Christians face now the same great and unending struggle we have always faced: how to recognize when we are being more influenced by the culture than we are by the Word of God. The contours of that struggle have changed over the millennia. In some ways, in the early church before Christianity was legalized, there were bright lines distinguishing Christianity from paganism. The lines became blurrier under Constantine and after as the church came to be established as an institution of the state. Looking back we can see how the church began to imitate the culture and how we compromised in order to gain or to keep favored positions in the broader culture. Christendom, that period of history in which Christianity and the visible, institutional church had either an established or at least a favored place before the state and in the culture, is coming to a close. We are in a time of transition and the surrounding culture is beginning to look like that in which the New Testament church was born. Yet, since we are emerging from most of 2000 years of Christendom, there are still intellectual and cultural remnants of that order so the picture is blurred in that way too.
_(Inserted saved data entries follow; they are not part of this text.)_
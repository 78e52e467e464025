// SPDX-License-Identifier: MIT
// Copyright 2026 Roland Dreier <roland@kernel.org>

//! Data models for the application.

pub mod achievement;
pub mod activity;
pub mod challenge;
pub mod enrollment;
pub mod user;

pub use achievement::{
    AchievementCategory, AchievementDefinition, AchievementKind, AchievementRule,
    GrantedAchievement, Rarity,
};
pub use activity::{ActivityRecord, ActivityType};
pub use challenge::{ChallengeDefinition, ChallengeKind, Tier};
pub use enrollment::Enrollment;
pub use user::{UserAggregate, UserTokens};
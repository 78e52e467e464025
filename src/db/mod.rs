//! Persistence layer (Firestore, or in-memory for local runs and tests).

pub mod firestore;
pub mod memory;
pub mod store;

pub use firestore::FirestoreDb;
pub use memory::MemoryStore;
pub use store::{ProgressStore, SyncCommit, UserSnapshot};

/// Collection names as constants.
pub mod collections {
    pub const TOKENS: &str = "tokens";
    pub const CHALLENGES: &str = "challenges";
    /// Enrollment documents (keyed by `{user_id}_{challenge_id}`)
    pub const ENROLLMENTS: &str = "enrollments";
    /// User aggregates (keyed by user_id)
    pub const USER_AGGREGATES: &str = "user_aggregates";
    /// Grant documents (keyed by `{user_id}_{achievement_id}`)
    pub const GRANTED_ACHIEVEMENTS: &str = "granted_achievements";
}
The authority of Scripture is another perennial question. Again, the status of Scripture was unquestioned for most of Christian history. Among the Fathers Scripture was revered and received as the infallible (unable to err), final, unique authority for the Christian faith and the Christian life. Only in the late 4th century was its uniqueness challenged within the church by the claim about an unwritten Apostolic tradition. The Reformation renewed the assertion of the unique, magisterial authority of holy Scripture (sola scripura) but did so in the midst of the virtually unquestioned assumptions under girding Christendom.
Then there was the various Enlightenment challenges to the truthfulness, reliability, and authority of Scripture. The rationalists asserted the superiority of the intellect (rationalism) and the empiricists argued for the superiority of sense experience over Scripture. In response, Romanticism and the subjectivism that followed in its wake asserted the primacy of the affections over Scripture. Since the Enlightenment and late-modern subjectivism Christians have struggled mightily to preserve the place of Scripture for the Christian faith and the Christian life. Modern evangelicals, whose roots are in Pietism, revivalism and the Enlightenment as much or more than they are in the Reformation have particularly struggled to retain sola scriptura since it is not clear that they were ever entirely committed to it in the first place.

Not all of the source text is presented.